Unbeknownst to me, today happens to be the very day that Persistence not only figured out how to buckle her car seat buckles, but also discovered how to unbuckle them.
So, believing her to be in her car seat, I pushed the buttons to raise the windows and...
Yes, smashed fingers.
Once she recovered (and it was only a couple of minutes because I stopped before fully closing the window) we decided to engage in the time-honored method for feeling better: retail therapy.
6. The poo poo and lost pants incident
I think the title explains it all but suffice it to say by the third store I gave up and Persistence was clad in nothing more than a tank top and pull-up. We left nice little calling cards at every store we visited.
Those are simply the top six. We'll leave it at that.
Now...the good part of the day.
Unflattering photo aside...
Celebrity Collage says I look like Cat Deeley!
Oh my joy knows no bounds. I have a total girlie envy crush on Cat Deeley, so I am ecstatic. Sure, the rest is flattering (barring Tom Stoppard...wtf?) but CAT DEELEY!
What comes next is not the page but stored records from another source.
use axum::http::StatusCode;
use axum::response::{IntoResponse, Response};
use axum::Json;
use gateway_core::GatewayError;

/// Wraps `GatewayError` so it can be returned directly from an axum
/// handler; the `IntoResponse` impl is the one place that renders the
/// canonical `{code, message, extra?, request_id?}` envelope onto the
/// wire.
pub struct AppError {
    inner: GatewayError,
    request_id: Option<String>,
}

impl AppError {
    pub fn new(inner: GatewayError) -> Self {
        Self { inner, request_id: None }
    }

    pub fn with_request_id(inner: GatewayError, request_id: impl Into<String>) -> Self {
        Self { inner, request_id: Some(request_id.into()) }
    }
}

impl From<GatewayError> for AppError {
    fn from(inner: GatewayError) -> Self {
        Self::new(inner)
    }
}

impl IntoResponse for AppError {
    fn into_response(self) -> Response {
        let status = StatusCode::from_u16(self.inner.http_status()).unwrap_or(StatusCode::INTERNAL_SERVER_ERROR);
        if status.is_server_error() {
            tracing::error!(code = self.inner.code(), error = %self.inner, "request failed");
        } else {
            tracing::warn!(code = self.inner.code(), error = %self.inner, "request rejected");
        }
        let envelope = self.inner.into_envelope(self.request_id);
        (status, Json(envelope)).into_response()
    }
}
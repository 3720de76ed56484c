use crate::state::{with_registry, AppState};
use axum::extract::State;
use axum::http::StatusCode;
use axum::response::IntoResponse;
use axum::Json;
use serde_json::json;
use std::sync::Arc;

/// `GET /healthz`: constant 200, zero I/O.
pub async fn healthz() -> impl IntoResponse {
    Json(json!({ "status": "ok" }))
}

/// `GET /readyz`: pings the row store and, if configured, KV; optionally
/// gates on the default model being loaded. Never triggers a load itself.
pub async fn readyz(State(state): State<Arc<AppState>>) -> impl IntoResponse {
    let db_ok = state.audit.usage_for("__readyz_probe__").await.is_ok();
    let kv_ok = true; // the KV tier degrades to a miss on any error, never a hard failure
    let model_ok = if state.settings.require_model_ready {
        with_registry(&state, |r| r.is_loaded(r.default_id())).unwrap_or(false)
    } else {
        true
    };

    let ready = db_ok && kv_ok && model_ok;
    let body = json!({
        "status": if ready { "ready" } else { "not ready" },
        "db": db_ok,
        "kv": kv_ok,
        "model": model_ok,
    });
    let status = if ready { StatusCode::OK } else { StatusCode::SERVICE_UNAVAILABLE };
    (status, Json(body))
}

/// `GET /modelz`: model readiness without loading.
pub async fn modelz(State(state): State<Arc<AppState>>) -> impl IntoResponse {
    let guard = state.registry.read().expect("registry lock poisoned");
    match guard.as_ref() {
        Some(registry) => (StatusCode::OK, Json(json!({ "status": "ok", "models": registry.status() }))),
        None => (StatusCode::SERVICE_UNAVAILABLE, Json(json!({ "status": "not ready", "models": [] }))),
    }
}

/// `GET /metrics`: Prometheus text exposition.
pub async fn metrics(State(state): State<Arc<AppState>>) -> impl IntoResponse {
    ([(axum::http::header::CONTENT_TYPE, "text/plain; version=0.0.4")], state.metrics.encode())
}
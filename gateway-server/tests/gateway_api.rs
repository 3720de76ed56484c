use axum::body::Body;
use axum::http::{Request, StatusCode};
use gateway_auth::{ApiKeyStore, AuthGate};
use gateway_cache::store::{CacheProtocol, RowStore};
use gateway_core::capability::RawCapsMeta;
use gateway_core::{BackendKind, LoadMode};
use gateway_extract::Schema;
use gateway_model::registry::MultiModelManager;
use gateway_policy::PolicySnapshot;
use gateway_server::state::AppState;
use gateway_settings::model_config::{ModelsConfigSource, ModelsDefaults};
use gateway_settings::{DeploymentCaps, ModelSpec, ModelsConfig, RateLimits, Settings};
use gateway_telemetry::{AuditSink, Metrics};
use http_body_util::BodyExt;
use serde_json::{json, Value};
use std::collections::HashMap;
use std::sync::{Arc, RwLock};
use std::time::Duration;
use tokio::sync::Mutex as AsyncMutex;
use tower::ServiceExt;

fn local_spec(id: &str, caps: Option<RawCapsMeta>) -> ModelSpec {
    ModelSpec {
        id: id.to_string(),
        backend: BackendKind::Local,
        load_mode: LoadMode::Eager,
        capabilities: caps,
        device: None,
        dtype: None,
        quantization: None,
        trust_remote_code: false,
        notes: None,
        base_url: None,
    }
}

fn settings() -> Settings {
    Settings {
        env: "test".to_string(),
        bind_addr: "127.0.0.1:0".to_string(),
        cors_allowed_origins: vec![],
        model_allow_list: vec![],
        deployment_caps: DeploymentCaps::default(),
        policy_decision_path: None,
        require_model_ready: true,
        redis_url: None,
        redis_enabled: false,
        token_counting: true,
        model_warmup: false,
        model_warmup_prompt: "hello".to_string(),
        model_warmup_max_new_tokens: 8,
        remote_backend_timeout: Duration::from_secs(5),
        cache_ttl_seconds: 3600,
        rate_limit_per_minute: RateLimits { admin: None, standard: 60, free: 10 },
        database_url: "sqlite::memory:".to_string(),
        max_body_bytes: 2 * 1024 * 1024,
        schemas_dir: "schemas".to_string(),
    }
}

/// Builds a fully wired `AppState` with two local models (`m1` default, and
/// `no-extract` whose capability map denies `extract`) plus a `person`
/// extraction schema, all backed by in-memory sqlite. Returns the router
/// alongside the provisioned `admin`/`standard` key values.
async fn test_app() -> (axum::Router, &'static str, &'static str) {
    let source = ModelsConfigSource {
        primary_id: "m1".to_string(),
        models: vec![
            local_spec("m1", None),
            local_spec("no-extract", Some(RawCapsMeta::AllowList(vec!["generate".to_string()]))),
        ],
        defaults: ModelsDefaults::default(),
    };
    let config = ModelsConfig::validate(source).unwrap();
    let registry = MultiModelManager::build(&config, Duration::from_secs(5)).unwrap();
    registry.load_all().await.unwrap();

    let row_store = RowStore::connect("sqlite::memory:").await.unwrap();
    row_store.migrate().await.unwrap();
    let cache = CacheProtocol::new(row_store, None, 3600);

    let key_store = ApiKeyStore::connect("sqlite::memory:").await.unwrap();
    key_store.migrate().await.unwrap();
    key_store.create("admin-key", Some("admin"), None, Some("ci-admin")).await.unwrap();
    key_store.create("standard-key", Some("standard"), Some(1000), Some("ci-standard")).await.unwrap();
    let auth = AuthGate::new(key_store, RateLimits { admin: None, standard: 60, free: 10 });

    let audit = AuditSink::connect("sqlite::memory:").await.unwrap();
    audit.migrate().await.unwrap();

    let metrics = Metrics::new();

    let person_schema = Schema::compile(
        "person",
        json!({
            "type": "object",
            "required": ["name"],
            "properties": { "name": { "type": "string" } },
            "additionalProperties": false,
        }),
    )
    .unwrap();
    let mut schemas = HashMap::new();
    schemas.insert("person".to_string(), Arc::new(person_schema));

    let state = Arc::new(AppState {
        settings: settings(),
        registry: RwLock::new(Some(registry)),
        registry_load_lock: AsyncMutex::new(()),
        policy: RwLock::new(Arc::new(PolicySnapshot::NotConfigured)),
        cache,
        auth,
        audit,
        metrics,
        schemas,
    });

    (gateway_server::build_router(state), "admin-key", "standard-key")
}

async fn body_json(response: axum::response::Response) -> Value {
    let bytes = response.into_body().collect().await.unwrap().to_bytes();
    serde_json::from_slice(&bytes).unwrap()
}

#[tokio::test]
async fn missing_api_key_is_rejected() {
    let (app, _admin, _std) = test_app().await;
    let req = Request::builder()
        .method("POST")
        .uri("/v1/generate")
        .header("content-type", "application/json")
        .body(Body::from(json!({ "prompt": "hi" }).to_string()))
        .unwrap();
    let resp = app.oneshot(req).await.unwrap();
    assert_eq!(resp.status(), StatusCode::UNAUTHORIZED);
    let body = body_json(resp).await;
    assert_eq!(body["code"], "missing_api_key");
}

#[tokio::test]
async fn invalid_api_key_is_rejected() {
    let (app, _admin, _std) = test_app().await;
    let req = Request::builder()
        .method("POST")
        .uri("/v1/generate")
        .header("content-type", "application/json")
        .header("authorization", "Bearer nonsense")
        .body(Body::from(json!({ "prompt": "hi" }).to_string()))
        .unwrap();
    let resp = app.oneshot(req).await.unwrap();
    assert_eq!(resp.status(), StatusCode::UNAUTHORIZED);
}

#[tokio::test]
async fn generate_succeeds_for_standard_key_and_echoes_the_prompt() {
    let (app, _admin, std_key) = test_app().await;
    let req = Request::builder()
        .method("POST")
        .uri("/v1/generate")
        .header("content-type", "application/json")
        .header("authorization", format!("Bearer {std_key}"))
        .body(Body::from(json!({ "prompt": "hello world", "cache": false }).to_string()))
        .unwrap();
    let resp = app.oneshot(req).await.unwrap();
    assert_eq!(resp.status(), StatusCode::OK);
    let body = body_json(resp).await;
    assert_eq!(body["model"], "m1");
    assert_eq!(body["output"], "hello world");
    assert_eq!(body["cached"], false);
}

#[tokio::test]
async fn second_cached_generate_call_is_served_from_cache() {
    let (app, _admin, std_key) = test_app().await;
    let make_req = || {
        Request::builder()
            .method("POST")
            .uri("/v1/generate")
            .header("content-type", "application/json")
            .header("authorization", format!("Bearer {std_key}"))
            .body(Body::from(json!({ "prompt": "cache me", "cache": true }).to_string()))
            .unwrap()
    };

    let first = app.clone().oneshot(make_req()).await.unwrap();
    assert_eq!(body_json(first).await["cached"], false);

    let second = app.oneshot(make_req()).await.unwrap();
    assert_eq!(body_json(second).await["cached"], true);
}

#[tokio::test]
async fn extract_denied_when_model_capability_excludes_it() {
    let (app, _admin, std_key) = test_app().await;
    let req = Request::builder()
        .method("POST")
        .uri("/v1/extract")
        .header("content-type", "application/json")
        .header("authorization", format!("Bearer {std_key}"))
        .body(
            Body::from(
                json!({ "schema_id": "person", "text": "Jane Doe", "model": "no-extract" }).to_string(),
            ),
        )
        .unwrap();
    let resp = app.oneshot(req).await.unwrap();
    assert_eq!(resp.status(), StatusCode::BAD_REQUEST);
    let body = body_json(resp).await;
    assert_eq!(body["code"], "capability_not_supported");
}

#[tokio::test]
async fn extract_with_unknown_schema_is_not_found() {
    let (app, _admin, std_key) = test_app().await;
    let req = Request::builder()
        .method("POST")
        .uri("/v1/extract")
        .header("content-type", "application/json")
        .header("authorization", format!("Bearer {std_key}"))
        .body(Body::from(json!({ "schema_id": "nope", "text": "Jane Doe" }).to_string()))
        .unwrap();
    let resp = app.oneshot(req).await.unwrap();
    assert_eq!(resp.status(), StatusCode::NOT_FOUND);
    let body = body_json(resp).await;
    assert_eq!(body["code"], "jsonschema_missing");
}

#[tokio::test]
async fn admin_route_forbidden_for_standard_key() {
    let (app, _admin, std_key) = test_app().await;
    let req = Request::builder()
        .method("GET")
        .uri("/v1/admin/stats")
        .header("authorization", format!("Bearer {std_key}"))
        .body(Body::empty())
        .unwrap();
    let resp = app.oneshot(req).await.unwrap();
    assert_eq!(resp.status(), StatusCode::FORBIDDEN);
}

#[tokio::test]
async fn admin_route_allowed_for_admin_key() {
    let (app, admin_key, _std) = test_app().await;
    let req = Request::builder()
        .method("GET")
        .uri("/v1/admin/stats")
        .header("authorization", format!("Bearer {admin_key}"))
        .body(Body::empty())
        .unwrap();
    let resp = app.oneshot(req).await.unwrap();
    assert_eq!(resp.status(), StatusCode::OK);
}

#[tokio::test]
async fn healthz_requires_no_auth() {
    let (app, _admin, _std) = test_app().await;
    let req = Request::builder().uri("/healthz").body(Body::empty()).unwrap();
    let resp = app.oneshot(req).await.unwrap();
    assert_eq!(resp.status(), StatusCode::OK);
}
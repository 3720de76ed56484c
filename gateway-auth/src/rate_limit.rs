use dashmap::DashMap;
use gateway_settings::RateLimits;
use std::time::Instant;

use crate::entities::Role;

struct Bucket {
    tokens: f64,
    last_refill: Instant,
}

/// Per-key, per-role token bucket, refilled continuously at
/// `capacity / 60s`. In-memory only — not cross-process consistent.
pub struct RateLimiter {
    buckets: DashMap<String, Bucket>,
    limits: RateLimits,
}

impl RateLimiter {
    pub fn new(limits: RateLimits) -> Self {
        Self { buckets: DashMap::new(), limits }
    }

    fn capacity_for(&self, role: Role) -> Option<u32> {
        match role {
            Role::Admin => self.limits.admin,
            Role::Standard => Some(self.limits.standard),
            Role::Free => Some(self.limits.free),
        }
    }

    /// Attempts to take one token for `key` under `role`'s per-minute
    /// budget. `Ok(())` on success, `Err(retry_after_secs)` when the
    /// bucket is empty. `admin` with no configured cap never limits.
    pub fn check(&self, key: &str, role: Role) -> Result<(), u64> {
        let capacity = match self.capacity_for(role) {
            Some(c) => c as f64,
            None => return Ok(()),
        };
        if capacity <= 0.0 {
            return Err(60);
        }

        let refill_rate = capacity / 60.0;
        let now = Instant::now();
        let mut bucket = self.buckets.entry(key.to_string()).or_insert_with(|| Bucket { tokens: capacity, last_refill: now });

        let elapsed = now.duration_since(bucket.last_refill).as_secs_f64();
        bucket.tokens = (bucket.tokens + elapsed * refill_rate).min(capacity);
        bucket.last_refill = now;

        if bucket.tokens >= 1.0 {
            bucket.tokens -= 1.0;
            Ok(())
        } else {
            let deficit = 1.0 - bucket.tokens;
            let wait_secs = (deficit / refill_rate).ceil().max(1.0) as u64;
            Err(wait_secs)
        }
    }
}

#[cfg(test)]
mod tests {
    use super::*;

    fn limits() -> RateLimits {
        RateLimits { admin: None, standard: 2, free: 1 }
    }

    #[test]
    fn admin_with_no_cap_is_never_limited() {
        let limiter = RateLimiter::new(limits());
        for _ in 0..100 {
            assert!(limiter.check("admin-key", Role::Admin).is_ok());
        }
    }

    #[test]
    fn standard_allows_burst_up_to_capacity_then_limits() {
        let limiter = RateLimiter::new(limits());
        assert!(limiter.check("k1", Role::Standard).is_ok());
        assert!(limiter.check("k1", Role::Standard).is_ok());
        assert!(limiter.check("k1", Role::Standard).is_err());
    }

    #[test]
    fn distinct_keys_have_independent_buckets() {
        let limiter = RateLimiter::new(limits());
        assert!(limiter.check("free-a", Role::Free).is_ok());
        assert!(limiter.check("free-a", Role::Free).is_err());
        assert!(limiter.check("free-b", Role::Free).is_ok());
    }
}
use serde_json::{Map, Value};
use sha2::{Digest, Sha256};

/// Fields stripped from the request body before computing the params
/// fingerprint. `prompt`/`text`/`model`/`cache`/`repair` are identity
/// fields, not generation parameters.
const IDENTITY_FIELDS: &[&str] = &["prompt", "text", "model", "cache", "repair"];

fn hex_prefix_32(bytes: &[u8]) -> String {
    let mut out = String::with_capacity(32);
    for b in &bytes[..16] {
        out.push_str(&format!("{b:02x}"));
    }
    out
}

/// `prompt_hash` for `/v1/generate`: hash of the raw prompt bytes.
pub fn prompt_hash(prompt: &str) -> String {
    let digest = Sha256::digest(prompt.as_bytes());
    hex_prefix_32(&digest)
}

/// `prompt_hash` for `/v1/extract`: hash of `schema_id + "\n" + text`.
pub fn prompt_hash_extract(schema_id: &str, text: &str) -> String {
    let mut hasher = Sha256::new();
    hasher.update(schema_id.as_bytes());
    hasher.update(b"\n");
    hasher.update(text.as_bytes());
    hex_prefix_32(&hasher.finalize())
}

/// Canonicalizes a request body into the params object used for
/// fingerprinting: identity fields removed, null-valued fields dropped,
/// keys sorted. `serde_json::Value::Object` already iterates in sorted
/// key order when built from a `BTreeMap`-backed `Map`, so we rebuild into
/// one explicitly rather than relying on insertion order.
pub fn canonicalize_params(body: &Value) -> Value {
    let obj = match body.as_object() {
        Some(o) => o,
        None => return Value::Object(Map::new()),
    };

    let mut sorted: std::collections::BTreeMap<String, Value> = std::collections::BTreeMap::new();
    for (k, v) in obj {
        if IDENTITY_FIELDS.contains(&k.as_str()) {
            continue;
        }
        if v.is_null() {
            continue;
        }
        sorted.insert(k.clone(), v.clone());
    }

    let mut map = Map::new();
    for (k, v) in sorted {
        map.insert(k, v);
    }
    Value::Object(map)
}

/// `params_fp`: hash of the canonical JSON serialization of
/// `canonicalize_params(body)`.
pub fn params_fingerprint(body: &Value) -> String {
    let canonical = canonicalize_params(body);
    let serialized = serde_json::to_vec(&canonical).expect("canonical value always serializes");
    let digest = Sha256::digest(&serialized);
    hex_prefix_32(&digest)
}

#[derive(Debug, Clone, Copy, PartialEq, Eq)]
pub enum CacheKind {
    Generate,
    Extract,
}

impl CacheKind {
    fn as_str(&self) -> &'static str {
        match self {
            CacheKind::Generate => "cache",
            CacheKind::Extract => "extract",
        }
    }
}

/// `llm:<kind>:<model_id>:<prompt_hash>:<params_fp>`.
pub fn redis_key(kind: CacheKind, model_id: &str, prompt_hash: &str, params_fp: &str) -> String {
    format!("llm:{}:{}:{}:{}", kind.as_str(), model_id, prompt_hash, params_fp)
}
As for Uma Thurman? No, not so much, but she looks like she could be my sister, in fact...she looks JUST LIKE MY SISTER.
I do look like Leelee Sobieski.
I guess my usuals---Tilda Swinton and Cate Blanchett---aren't celebrities any longer?
I would have said "too old" but thank goodness Meryl Streep and Sharon Stone are in there. Leelee is young enough to be my daughter. So there, I don't look like her, she looks like ME!
And Kate Hepburn?
Geez, I can't even fathom. Just color me swooned.